Artists Against Hunger & Poverty 
This artists program enlists performing artists to raise funds and awareness for grassroots organizations fighting hunger and poverty across the world.  WhyHunger believes that music and the arts are an important tool in making a difference in the world.  Artists Against Hunger & Poverty founding member Bruce Springsteen has raised funds and awareness for WhyHunger and their grassroots partners for the last 20 years. Others, including Yoko Ono, Tom Morello, Jackson Browne, Brandi Carlile, Carlos Santana, O.A.R., Jason Mraz and Jen Chapin, have joined WhyHunger in the fight against hunger. Additionally, celebrity chef, cookbook author, restaurateur and Food Network star Aarón Sanchez signed on as WhyHunger's first chef ambassador. He will take part in events to raise awareness and funds for WhyHunger's work to combat the root causes of hunger and poverty.

Global Movements 
The Global Movements program works through international and U.S. civil society networks to link WhyHunger's domestic work on hunger and poverty to global movements for food sovereignty and the basic rights to food, land, water and sustainable livelihood for all people.  This program works to:
 amplify the voices of grassroots leaders
 raise awareness and support for global struggles
 advocate for public change
 build alliances across different sectors of the food system
 support sustainable and just alternatives to the predominant global systems of agriculture, food, distribution and trade.

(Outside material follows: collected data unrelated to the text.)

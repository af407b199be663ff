//! Pricing derivation for a booking.
//!
//! `calculate_total` is a pure function of the booking value. It is
//! recomputed on every render and never cached or written back into
//! state; all arithmetic is in whole non-negative rupees.

use chrono::NaiveDate;

use crate::app::Booking;
use crate::models::PriceUnit;

/// Whole days between two dates, ignoring order.
///
/// A same-day start and end yields zero days, which in turn zeroes the
/// guide subtotal. Kept as-is: the confirmation page shows the same
/// number, so "fixing" it here would desynchronize price and display.
pub fn day_count(start: NaiveDate, end: NaiveDate) -> u64 {
    (end - start).num_days().unsigned_abs()
}

/// Guide cost: daily rate × trek days × party size. Zero until a guide
/// and both dates are chosen.
pub fn guide_subtotal(booking: &Booking) -> u64 {
    match (&booking.guide, booking.start_date, booking.end_date) {
        (Some(guide), Some(start), Some(end)) => {
            guide.price_per_day * day_count(start, end) * u64::from(booking.group_size)
        }
        _ => 0,
    }
}

/// Sum of all selected add-ons. Per-person add-ons scale with the
/// group size; everything else is price × quantity.
pub fn add_on_subtotal(booking: &Booking) -> u64 {
    booking
        .add_ons
        .iter()
        .filter(|sel| sel.selected)
        .map(|sel| {
            let mut cost = sel.add_on.price * u64::from(sel.quantity.max(1));
            if sel.add_on.price_unit == PriceUnit::PerPerson {
                cost *= u64::from(booking.group_size);
            }
            cost
        })
        .sum()
}

/// Total price of the booking as currently composed.
pub fn calculate_total(booking: &Booking) -> u64 {
    guide_subtotal(booking) + add_on_subtotal(booking)
}

#[cfg(test)]
mod tests {
    use super::*;
    use crate::app::{reduce, Action, AppState};
    use crate::catalog;

    fn date(s: &str) -> NaiveDate {
        NaiveDate::parse_from_str(s, "%Y-%m-%d").unwrap()
    }

    /// Kedarkantha, Rajesh Kumar (3500/day), Jan 25-29, party of 2.
    fn sample_booking() -> Booking {
        let mut state = reduce(
            AppState::default(),
            Action::StartBooking {
                trail: catalog::find_trail("kedarkantha").unwrap(),
            },
        );
        state = reduce(
            state,
            Action::SelectGuide(catalog::find_guide("rajesh-kumar").unwrap()),
        );
        state = reduce(
            state,
            Action::SetBookingDates {
                start: date("2025-01-25"),
                end: date("2025-01-29"),
            },
        );
        state = reduce(state, Action::SetGroupSize(2));
        state.booking
    }

    #[test]
    fn test_day_count() {
        assert_eq!(day_count(date("2025-01-25"), date("2025-01-29")), 4);
        assert_eq!(day_count(date("2025-01-25"), date("2025-01-25")), 0);
        // Inverted ranges count the same distance
        assert_eq!(day_count(date("2025-01-29"), date("2025-01-25")), 4);
    }

    #[test]
    fn test_guide_subtotal_kedarkantha_scenario() {
        // 3500/day × 4 days × 2 people
        assert_eq!(guide_subtotal(&sample_booking()), 28_000);
    }

    #[test]
    fn test_guide_subtotal_zero_when_any_input_missing() {
        let full = sample_booking();

        let mut no_guide = full.clone();
        no_guide.guide = None;
        assert_eq!(guide_subtotal(&no_guide), 0);

        let mut no_start = full.clone();
        no_start.start_date = None;
        assert_eq!(guide_subtotal(&no_start), 0);

        let mut no_end = full;
        no_end.end_date = None;
        assert_eq!(guide_subtotal(&no_end), 0);
    }

    #[test]
    fn test_same_day_trek_prices_to_zero() {
        // Boundary carried over from the source: a same-day start and
        // end means zero chargeable days, not a one-day minimum.
        let mut booking = sample_booking();
        booking.start_date = Some(date("2025-01-25"));
        booking.end_date = Some(date("2025-01-25"));
        assert_eq!(guide_subtotal(&booking), 0);
        assert_eq!(calculate_total(&booking), 0);
    }

    #[test]
    fn test_total_with_per_person_transport() {
        // Guide 28 000 + transport 1500 × 1 × 2 people = 31 000
        let mut booking = sample_booking();
        booking.add_ons = reduce(
            AppState {
                booking: booking.clone(),
                ..AppState::default()
            },
            Action::ToggleAddOn {
                id: "transport".to_string(),
                quantity: None,
            },
        )
        .booking
        .add_ons;
        assert_eq!(calculate_total(&booking), 31_000);
    }

    #[test]
    fn test_per_person_addon_scales_linearly_with_group_size() {
        let mut booking = sample_booking();
        booking.guide = None; // isolate the add-on contribution
        for sel in &mut booking.add_ons {
            if sel.add_on.id == "transport" {
                sel.selected = true;
            }
        }

        booking.group_size = 2;
        let at_two = add_on_subtotal(&booking);
        booking.group_size = 6;
        let at_six = add_on_subtotal(&booking);
        assert_eq!(at_two, 3_000);
        assert_eq!(at_six, 9_000);
        assert_eq!(at_six, at_two / 2 * 6);
    }

    #[test]
    fn test_non_per_person_addon_ignores_group_size() {
        let mut booking = sample_booking();
        booking.guide = None;
        for sel in &mut booking.add_ons {
            if sel.add_on.id == "photography" {
                sel.selected = true;
            }
        }
        booking.group_size = 1;
        let solo = add_on_subtotal(&booking);
        booking.group_size = 12;
        let full_party = add_on_subtotal(&booking);
        assert_eq!(solo, 3_000);
        assert_eq!(solo, full_party);
    }

    #[test]
    fn test_addon_quantity_multiplies_price() {
        let mut booking = sample_booking();
        booking.guide = None;
        booking.group_size = 1;
        for sel in &mut booking.add_ons {
            if sel.add_on.id == "accommodation" {
                sel.selected = true;
                sel.quantity = 3; // three nights at 2500
            }
        }
        assert_eq!(add_on_subtotal(&booking), 7_500);
    }

    #[test]
    fn test_empty_booking_totals_to_zero() {
        assert_eq!(calculate_total(&Booking::default()), 0);
    }

    #[test]
    fn test_calculate_total_does_not_mutate_booking() {
        let booking = sample_booking();
        let snapshot = booking.clone();
        let _ = calculate_total(&booking);
        assert_eq!(booking, snapshot);
    }
}
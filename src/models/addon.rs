use serde::{Deserialize, Serialize};

/// How an add-on's unit price is applied when totaling a booking.
#[derive(Debug, Clone, Copy, PartialEq, Eq, Serialize, Deserialize)]
pub enum PriceUnit {
    PerNight,
    PerDay,
    PerPackage,
    PerPerson,
    PerTrek,
}

impl PriceUnit {
    /// Parse a unit label like "per night" into a PriceUnit enum value.
    pub fn from_label(s: &str) -> Option<Self> {
        match s.trim().to_lowercase().as_str() {
            "per night" => Some(PriceUnit::PerNight),
            "per day" => Some(PriceUnit::PerDay),
            "per package" => Some(PriceUnit::PerPackage),
            "per person" => Some(PriceUnit::PerPerson),
            "per trek" => Some(PriceUnit::PerTrek),
            _ => None,
        }
    }
}

impl std::fmt::Display for PriceUnit {
    fn fmt(&self, f: &mut std::fmt::Formatter<'_>) -> std::fmt::Result {
        match self {
            PriceUnit::PerNight => write!(f, "per night"),
            PriceUnit::PerDay => write!(f, "per day"),
            PriceUnit::PerPackage => write!(f, "per package"),
            PriceUnit::PerPerson => write!(f, "per person"),
            PriceUnit::PerTrek => write!(f, "per trek"),
        }
    }
}

#[derive(Debug, Clone, Copy, PartialEq, Eq, Serialize, Deserialize)]
pub enum AddOnCategory {
    Accommodation,
    Meals,
    Gear,
    Transport,
    Other,
}

impl std::fmt::Display for AddOnCategory {
    fn fmt(&self, f: &mut std::fmt::Formatter<'_>) -> std::fmt::Result {
        match self {
            AddOnCategory::Accommodation => write!(f, "Accommodation"),
            AddOnCategory::Meals => write!(f, "Meals"),
            AddOnCategory::Gear => write!(f, "Gear"),
            AddOnCategory::Transport => write!(f, "Transport"),
            AddOnCategory::Other => write!(f, "Other"),
        }
    }
}

/// Immutable add-on template from the catalog.
#[derive(Debug, Clone, PartialEq, Serialize, Deserialize)]
pub struct AddOn {
    pub id: String,
    pub name: String,
    pub description: String,
    /// Unit price in whole rupees
    pub price: u64,
    pub price_unit: PriceUnit,
    pub category: AddOnCategory,
    /// Starting quantity when the add-on is first offered on a booking
    pub default_quantity: u32,
}

/// A booking's mutable copy of an add-on template, carrying the
/// selection flag and quantity. Quantity is retained when an add-on is
/// deselected so re-selecting it picks up where the user left off.
#[derive(Debug, Clone, PartialEq, Serialize, Deserialize)]
pub struct AddOnSelection {
    pub add_on: AddOn,
    pub selected: bool,
    pub quantity: u32,
}

impl AddOnSelection {
    /// Fresh unselected overlay for a catalog template.
    pub fn from_template(template: &AddOn) -> Self {
        Self {
            add_on: template.clone(),
            selected: false,
            quantity: template.default_quantity.max(1),
        }
    }
}
//! Utility functions for string formatting.

pub mod format;

// Re-export commonly used functions at module level
pub use format::{format_date, format_date_range, format_rupees, truncate};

Grassroots Action Network 
The Grassroots Action Network provides capacity building services, mentoring, training opportunities and technical assistance to transform communities and end hunger and poverty. With a network of more than 8,000 grassroots organizations, WhyHunger shares their innovations, mobilizes resources and connects them to each other in order to support their work to build healthier, sustainable communities that develop local food systems and strengthen local economies.

Hungerthon 
Started in 1975, Hungerthon is WhyHunger's annual multifaceted holiday awareness campaign and fundraising drive, bringing together celebrity supporters, and radio partners including SiriusXM and Entercom New York Stations to raise funds for the fight to end hunger and to spread awareness that hunger is a solvable problem. Hungerthon has raised millions of dollars in the fight to end hunger and invest in community-driven solutions to build social justice.

WhyHunger Chapin Awards 
The WhyHunger Chapin Awards is an annual event honoring notable artists in the space who have shown a commitment to social justice and have created change in the hunger space. Over the past 20 years, WhyHunger has honored a cadre of artists with the ASCAP Harry Chapin Humanitarian Award including Harry Belafonte, Pete Seeger, Barbra Streisand, Yoko Ono Lennon, Tom Morello, Jon Batiste, Jackson Browne, Judy Collins, Emmylou Harris, Darryl 'DMC' McDaniels, Michael McDonald, Peter, Paul & Mary, Kenny Rogers and John Mellencamp.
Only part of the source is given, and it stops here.